Information shown
↓↓↓

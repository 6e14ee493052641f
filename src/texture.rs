use log::info;

use crate::catalog::{Catalog, Texture};
use crate::error::PipelineError;
use crate::vram::Vram;

/// Stored texture sides are capped at this power of two (§3 invariant 4).
pub const MAX_TEXTURE_SIDE: u32 = 512;

/// Resample a tightly packed RGB image to a square of side `dst_side`
/// using a box (area) filter: each destination texel averages the source
/// pixels whose centers fall in its footprint.
fn resample_area_rgb(src: &[u8], src_w: u32, src_h: u32, dst_side: u32) -> Vec<u8> {
    let mut dst = vec![0u8; (dst_side * dst_side * 3) as usize];
    for dy in 0..dst_side {
        let y0 = dy * src_h / dst_side;
        let y1 = ((dy + 1) * src_h / dst_side).max(y0 + 1).min(src_h);
        for dx in 0..dst_side {
            let x0 = dx * src_w / dst_side;
            let x1 = ((dx + 1) * src_w / dst_side).max(x0 + 1).min(src_w);

            let mut sum = [0u32; 3];
            let mut count = 0u32;
            for sy in y0..y1 {
                for sx in x0..x1 {
                    let i = ((sy * src_w + sx) * 3) as usize;
                    sum[0] += src[i] as u32;
                    sum[1] += src[i + 1] as u32;
                    sum[2] += src[i + 2] as u32;
                    count += 1;
                }
            }
            let o = ((dy * dst_side + dx) * 3) as usize;
            dst[o] = (sum[0] / count) as u8;
            dst[o + 1] = (sum[1] / count) as u8;
            dst[o + 2] = (sum[2] / count) as u8;
        }
    }
    dst
}

/// Halve an RGB image (box filter over 2x2 blocks), used to derive each
/// coarser mip level from the one above it.
fn halve_rgb(src: &[u8], side: u32) -> Vec<u8> {
    let half = side / 2;
    let mut dst = vec![0u8; (half * half * 3) as usize];
    for y in 0..half {
        for x in 0..half {
            let mut sum = [0u32; 3];
            for (oy, ox) in [(0, 0), (0, 1), (1, 0), (1, 1)] {
                let sx = x * 2 + ox;
                let sy = y * 2 + oy;
                let i = ((sy * side + sx) * 3) as usize;
                sum[0] += src[i] as u32;
                sum[1] += src[i + 1] as u32;
                sum[2] += src[i + 2] as u32;
            }
            let o = ((y * half + x) * 3) as usize;
            dst[o] = (sum[0] / 4) as u8;
            dst[o + 1] = (sum[1] / 4) as u8;
            dst[o + 2] = (sum[2] / 4) as u8;
        }
    }
    dst
}

/// Byte offset, within the `S x S` packed grid, of the 4-byte cell holding
/// `(channel, x, y)` of packed level `level_factor` (`s = 1 << level_factor`).
/// Channel 0 = R, 1 = G, 2 = B. See SPEC_FULL.md §4.2.
pub fn mipmap_cell_offset(stored_side: u32, level_factor: u32, channel: u32, x: u32, y: u32) -> u64 {
    // A 1x1 texture has no room for the quadrant layout below (it needs a
    // 2s x 2s grid to hold level_factor 0, but stored_side is 1): its
    // single texel's three channels sit in the first three bytes instead.
    if stored_side == 1 {
        debug_assert_eq!(level_factor, 0);
        return channel as u64;
    }
    let s = 1u32 << level_factor;
    debug_assert!(x < s && y < s);
    let (row, col) = match channel {
        0 => (y, s + x),     // red:   rows [0, s),  cols [s, 2s)
        1 => (s + y, x),     // green: rows [s, 2s), cols [0, s)
        2 => (s + y, s + x), // blue:  rows [s, 2s), cols [s, 2s)
        _ => unreachable!("only 3 color channels are packed"),
    };
    (row as u64 * stored_side as u64 + col as u64) * 4
}

/// Build the packed mipmap pyramid for a resampled `side x side` RGB base
/// image and write it to a fresh `side * side * 4` byte buffer. Levels
/// `0..=L-1` are stored (`L = log2(side)`); the full-resolution image
/// itself never fits the recursive packing and is not retained (see
/// DESIGN.md OQ-1).
fn build_mipmap_pyramid(base_rgb: &[u8], side: u32) -> Vec<u8> {
    let levels = side.trailing_zeros(); // L
    let mut grid = vec![0u8; (side as u64 * side as u64 * 4) as usize];

    // A 1x1 base image has no coarser level below it; store its one texel
    // directly and skip the halving loop (halve_rgb would divide by zero).
    if side == 1 {
        for channel in 0..3u32 {
            let cell = mipmap_cell_offset(side, 0, channel, 0, 0) as usize;
            grid[cell] = base_rgb[channel as usize];
        }
        return grid;
    }

    // Level L-1 (side/2) is derived from the base image; each coarser
    // level halves the one above it down to level 0 (a single texel).
    let mut current = halve_rgb(base_rgb, side);
    let mut current_side = side / 2;
    for level_factor in (0..levels).rev() {
        debug_assert_eq!(current_side, 1 << level_factor);
        for y in 0..current_side {
            for x in 0..current_side {
                let i = ((y * current_side + x) * 3) as usize;
                for channel in 0..3u32 {
                    let cell = mipmap_cell_offset(side, level_factor, channel, x, y) as usize;
                    grid[cell] = current[i + channel as usize];
                }
            }
        }
        if current_side > 1 {
            current = halve_rgb(&current, current_side);
            current_side /= 2;
        }
    }
    grid
}

fn next_pow2(n: u32) -> u32 {
    if n <= 1 {
        1
    } else {
        1u32 << (32 - (n - 1).leading_zeros())
    }
}

/// Upload an image as a texture: resample it to a power-of-two square
/// (capped at [`MAX_TEXTURE_SIDE`]) and build its mipmap pyramid. RGBA
/// input is accepted by dropping the alpha byte and proceeding as RGB.
/// Only 8 bits per channel is supported.
pub fn load_texture(
    catalog: &mut Catalog,
    vram: &mut Vram,
    bytes: &[u8],
    width: u32,
    height: u32,
    channels: u32,
    bytes_per_channel: u32,
) -> u32 {
    if bytes_per_channel != 1 {
        panic!(
            "{}",
            PipelineError::UnsupportedChannelDepth {
                bits: bytes_per_channel * 8,
            }
        );
    }

    let rgb: Vec<u8> = match channels {
        3 => bytes.to_vec(),
        4 => {
            let mut out = Vec::with_capacity((width * height * 3) as usize);
            for px in bytes.chunks_exact(4) {
                out.extend_from_slice(&px[..3]);
            }
            out
        }
        other => panic!("{}", PipelineError::UnsupportedChannelCount { channels: other }),
    };

    let side = next_pow2(width.max(height)).min(MAX_TEXTURE_SIDE);
    let resampled = resample_area_rgb(&rgb, width, height, side);
    let pyramid = build_mipmap_pyramid(&resampled, side);

    let offset = vram.upload(&pyramid);
    let mipmap_levels = side.trailing_zeros().saturating_sub(1);
    let handle = catalog.push_texture(Texture {
        offset,
        side,
        mipmap_levels,
    });
    info!("loaded {width}x{height} texture, resampled to {side}x{side}, handle {handle}");
    handle
}

#[cfg(test)]
mod tests {
    use super::*;

    #[test]
    fn next_pow2_clamps_to_the_minimum_covering_power() {
        assert_eq!(next_pow2(1), 1);
        assert_eq!(next_pow2(4), 4);
        assert_eq!(next_pow2(5), 8);
        assert_eq!(next_pow2(257), 512);
    }

    #[test]
    fn loading_a_1x1_texture_does_not_panic_and_keeps_its_color() {
        let mut vram = Vram::new();
        let mut catalog = Catalog::new();
        let handle = load_texture(&mut catalog, &mut vram, &[10u8, 20, 30], 1, 1, 3, 1);

        let texture = *catalog.texture(handle);
        assert_eq!(texture.side, 1);
        assert_eq!(texture.mipmap_levels, 0);

        let cell = texture.offset + mipmap_cell_offset(texture.side, 0, 0, 0, 0);
        assert_eq!(vram.read(cell, 1), [10]);
    }

    #[test]
    fn mipmap_cell_offsets_tile_without_overlap_within_a_level() {
        let side = 8;
        let mut seen = std::collections::HashSet::new();
        for level_factor in 0..3 {
            let s = 1u32 << level_factor;
            for channel in 0..3 {
                for y in 0..s {
                    for x in 0..s {
                        let off = mipmap_cell_offset(side, level_factor, channel, x, y);
                        assert!(seen.insert(off), "cell reused: level {level_factor} channel {channel} ({x},{y})");
                    }
                }
            }
        }
    }

    #[test]
    fn constant_color_texture_round_trips_through_every_mip_level() {
        let side = 16u32;
        let base = vec![200u8; (side * side * 3) as usize];
        let grid = build_mipmap_pyramid(&base, side);
        let levels = side.trailing_zeros();
        for level_factor in 0..levels {
            for channel in 0..3u32 {
                let off = mipmap_cell_offset(side, level_factor, channel, 0, 0) as usize;
                assert_eq!(grid[off], 200, "level_factor {level_factor} channel {channel}");
            }
        }
    }

    #[test]
    fn rgba_upload_drops_alpha_and_matches_rgb_upload() {
        let mut vram_rgb = Vram::new();
        let mut catalog_rgb = Catalog::new();
        let rgb = vec![10u8, 20, 30, 10, 20, 30, 10, 20, 30, 10, 20, 30];
        let h_rgb = load_texture(&mut catalog_rgb, &mut vram_rgb, &rgb, 2, 2, 3, 1);

        let mut vram_rgba = Vram::new();
        let mut catalog_rgba = Catalog::new();
        let rgba = vec![10u8, 20, 30, 255, 10, 20, 30, 255, 10, 20, 30, 255, 10, 20, 30, 255];
        let h_rgba = load_texture(&mut catalog_rgba, &mut vram_rgba, &rgba, 2, 2, 4, 1);

        assert_eq!(catalog_rgb.texture(h_rgb).side, catalog_rgba.texture(h_rgba).side);
    }
}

↑↑↑

Your task
Using the entries above, give back exactly the line containing "Build the packed", the line containing "let mut current = halve_rgb(base_rgb, side);", and every line between them, and nothing else.

Solved problem
/// Build the packed mipmap pyramid for a resampled `side x side` RGB base
/// image and write it to a fresh `side * side * 4` byte buffer. Levels
/// `0..=L-1` are stored (`L = log2(side)`); the full-resolution image
/// itself never fits the recursive packing and is not retained (see
/// DESIGN.md OQ-1).
fn build_mipmap_pyramid(base_rgb: &[u8], side: u32) -> Vec<u8> {
    let levels = side.trailing_zeros(); // L
    let mut grid = vec![0u8; (side as u64 * side as u64 * 4) as usize];

    // A 1x1 base image has no coarser level below it; store its one texel
    // directly and skip the halving loop (halve_rgb would divide by zero).
    if side == 1 {
        for channel in 0..3u32 {
            let cell = mipmap_cell_offset(side, 0, channel, 0, 0) as usize;
            grid[cell] = base_rgb[channel as usize];
        }
        return grid;
    }

    // Level L-1 (side/2) is derived from the base image; each coarser
    // level halves the one above it down to level 0 (a single texel).
    let mut current = halve_rgb(base_rgb, side);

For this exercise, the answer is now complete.